Responding to the disruptive impact of “digital first” GP practices and the howls of protest from traditional GPs haemorrhaging patients, NHS England proposed three tweaks that would drastically reduce these practices’ NHS income.
The changes are to GP payment systems which, having not been designed to handle the impact of new tech, have been automatically making extra payments to digital practices at odds with the original intent (such as rural payments for urban digital practices).
There is only one digital practice at scale currently, GP at Hand, but NHS England clearly expects the market to expand fast and wants to correct quirks in the model beforehand.
What, if any impact, this reduction in potential income will have on new entrants remains to be seen.
Over a longer period, closer scrutiny of medical apps is planned from 2020, replacing a “fragmented” system where some manufacturers are not subjected to even the most cursory independent assessment before selling their wares.
NHS leaders are also grappling with how to assess the safety of artificial intelligence in health and how to make sure the system gets a fair return for giving digital firms, and other companies, access to NHS patient data.
For a service with a poor record of spreading innovation, the balance will be ensuring the technology is safe and effective without smothering it.
Void in the west?
A concerning leadership void has appeared in Cornwall, where the county’s acute trust (which is in special measures) will shortly be without a permanent chief executive and chair.

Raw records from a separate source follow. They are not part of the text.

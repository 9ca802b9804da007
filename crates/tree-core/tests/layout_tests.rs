// Host-side tests for layout generation: counts, shell/cone bounds, determinism.

use rand::rngs::StdRng;
use rand::SeedableRng;
use tree_core::layout::*;
use tree_core::ConfigError;

const EPS: f32 = 1e-4;

#[test]
fn generates_exactly_n_placements_for_any_count() {
    let mut rng = StdRng::seed_from_u64(7);
    for n in [0usize, 1, 2, 17, 1000] {
        assert_eq!(generate_foliage(n, &FoliageShape::default(), &mut rng).len(), n);
        assert_eq!(
            generate_ornament_placements(n, &OrnamentShape::default(), &mut rng).len(),
            n
        );
    }
}

#[test]
fn chaos_positions_lie_inside_the_shell() {
    let mut rng = StdRng::seed_from_u64(1);
    let shape = FoliageShape::default();
    for p in generate_foliage(5000, &shape, &mut rng) {
        let r = p.chaos.length();
        assert!(
            r >= shape.shell.r_min - EPS && r <= shape.shell.r_max() + EPS,
            "chaos radius {r} outside [{}, {}]",
            shape.shell.r_min,
            shape.shell.r_max()
        );
    }

    let oshape = OrnamentShape::default();
    for p in generate_ornament_placements(2000, &oshape, &mut rng) {
        let r = p.chaos.length();
        assert!(r >= oshape.shell.r_min - EPS && r <= oshape.shell.r_max() + EPS);
    }
}

#[test]
fn foliage_targets_lie_inside_the_cone() {
    let mut rng = StdRng::seed_from_u64(2);
    let shape = FoliageShape::default();
    let cone = shape.cone;
    for p in generate_foliage(5000, &shape, &mut rng) {
        let t = p.target;
        assert!(t.y >= 0.0 && t.y < cone.height, "height {} out of range", t.y);
        let radial = (t.x * t.x + t.z * t.z).sqrt();
        let limit = cone.radius * (1.0 - t.y / cone.height);
        assert!(radial <= limit + EPS, "radial {radial} exceeds {limit} at y={}", t.y);
    }
}

#[test]
fn ornament_targets_hug_the_surface_below_the_apex() {
    let mut rng = StdRng::seed_from_u64(3);
    let shape = OrnamentShape::default();
    for p in generate_ornament_placements(2000, &shape, &mut rng) {
        let t = p.target;
        assert!(t.y >= 0.0 && t.y < shape.cone.height - shape.apex_reserve + EPS);
        let radial = (t.x * t.x + t.z * t.z).sqrt();
        let expected = shape.cone.radius_at(t.y) * shape.surface_factor;
        assert!(
            (radial - expected).abs() < 1e-3,
            "ornament radial {radial} expected {expected}"
        );
    }
}

#[test]
fn same_seed_gives_identical_layout() {
    let a = generate_foliage(256, &FoliageShape::default(), &mut StdRng::seed_from_u64(42));
    let b = generate_foliage(256, &FoliageShape::default(), &mut StdRng::seed_from_u64(42));
    assert_eq!(a, b);
    let c = generate_foliage(256, &FoliageShape::default(), &mut StdRng::seed_from_u64(43));
    assert_ne!(a, c);
}

#[test]
fn shell_directions_do_not_cluster_at_the_poles() {
    // Uniform on the sphere means z/r is uniform in [-1, 1]: each polar cap
    // |z/r| > 0.9 holds about 5% of the samples.
    let mut rng = StdRng::seed_from_u64(9);
    let shell = ShellParams {
        r_min: 1.0,
        r_spread: 0.0,
    };
    let n = 20_000;
    let caps = (0..n)
        .map(|_| sample_shell(&mut rng, &shell))
        .filter(|v| v.z.abs() > 0.9)
        .count();
    let share = caps as f32 / n as f32;
    assert!((share - 0.1).abs() < 0.015, "polar cap share {share}");
}

#[test]
fn cone_volume_sampling_is_area_uniform() {
    // With a spiral of zero and a flat disk slice, half the points of a disk
    // fall within radius R/sqrt(2).
    let mut rng = StdRng::seed_from_u64(11);
    let cone = ConeParams {
        height: 8.0,
        radius: 3.0,
    };
    let n = 20_000;
    let inner = (0..n)
        .map(|_| sample_cone_volume(&mut rng, &cone, 0.0))
        .filter(|t| {
            let radial = (t.x * t.x + t.z * t.z).sqrt();
            radial <= cone.radius_at(t.y) / std::f32::consts::SQRT_2
        })
        .count();
    let share = inner as f32 / n as f32;
    assert!((share - 0.5).abs() < 0.02, "inner disk share {share}");
}

#[test]
fn radius_at_is_zero_outside_the_cone() {
    let cone = ConeParams {
        height: 8.0,
        radius: 3.0,
    };
    assert_eq!(cone.radius_at(-0.1), 0.0);
    assert_eq!(cone.radius_at(8.0), 0.0);
    assert!((cone.radius_at(0.0) - 3.0).abs() < EPS);
    assert!((cone.radius_at(4.0) - 1.5).abs() < EPS);
}

#[test]
fn invalid_shapes_are_rejected() {
    let mut shape = FoliageShape::default();
    shape.cone.height = 0.0;
    assert!(matches!(
        shape.validate(),
        Err(ConfigError::InvalidShape {
            name: "cone.height",
            ..
        })
    ));

    let mut shape = FoliageShape::default();
    shape.shell.r_spread = f32::NAN;
    assert!(shape.validate().is_err());

    let mut oshape = OrnamentShape::default();
    oshape.apex_reserve = oshape.cone.height;
    assert!(oshape.validate().is_err());

    assert!(FoliageShape::default().validate().is_ok());
    assert!(OrnamentShape::default().validate().is_ok());
}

Ms Byrne’s resignation came exactly a year after Care Quality Commission inspectors visited the trust, which resulted in an “inadequate” rating and regulatory action after a number of failings were exposed.
These included patients dying or being seriously harmed due to long waits for treatment, allegations of bullying within the trust, and poor processes for investigating and learning from serious incidents and never events.
Ms Byrne came to the trust in April 2016 with a strong looking CV – having previously led health organisations in her native Australia prior to joining the NHS.
At that point RCHT was already on a slippery slope.
The trust had not hit the 95 per cent accident and emergency target for several years and had begun sliding into deficits, amid an above average turnover of top level staff – one of which turned out to be a conman.
In her resignation statement Ms Byrne said the trust was put into special measures “not long after I was appointed”, which seems a somewhat generous interpretation of time – given that she joined RCHT 15 months before the CQC inspection.
However, given the workforce and demographic challenges that a rural trust like Cornwall is always going to face, halting the organisation’s decline in that time was always going to be difficult.
And while the CQC warned in April that improvements weren’t happening fast enough, there were some positive signals emerging – such as the improved A&E performance achieved by close collaboration with neighbour organisations.
That progress will be affected by Ms Byrne’s departure, and – with a merger with the neighbour trust ruled out for now – appointing the right successor seems more crucial than ever.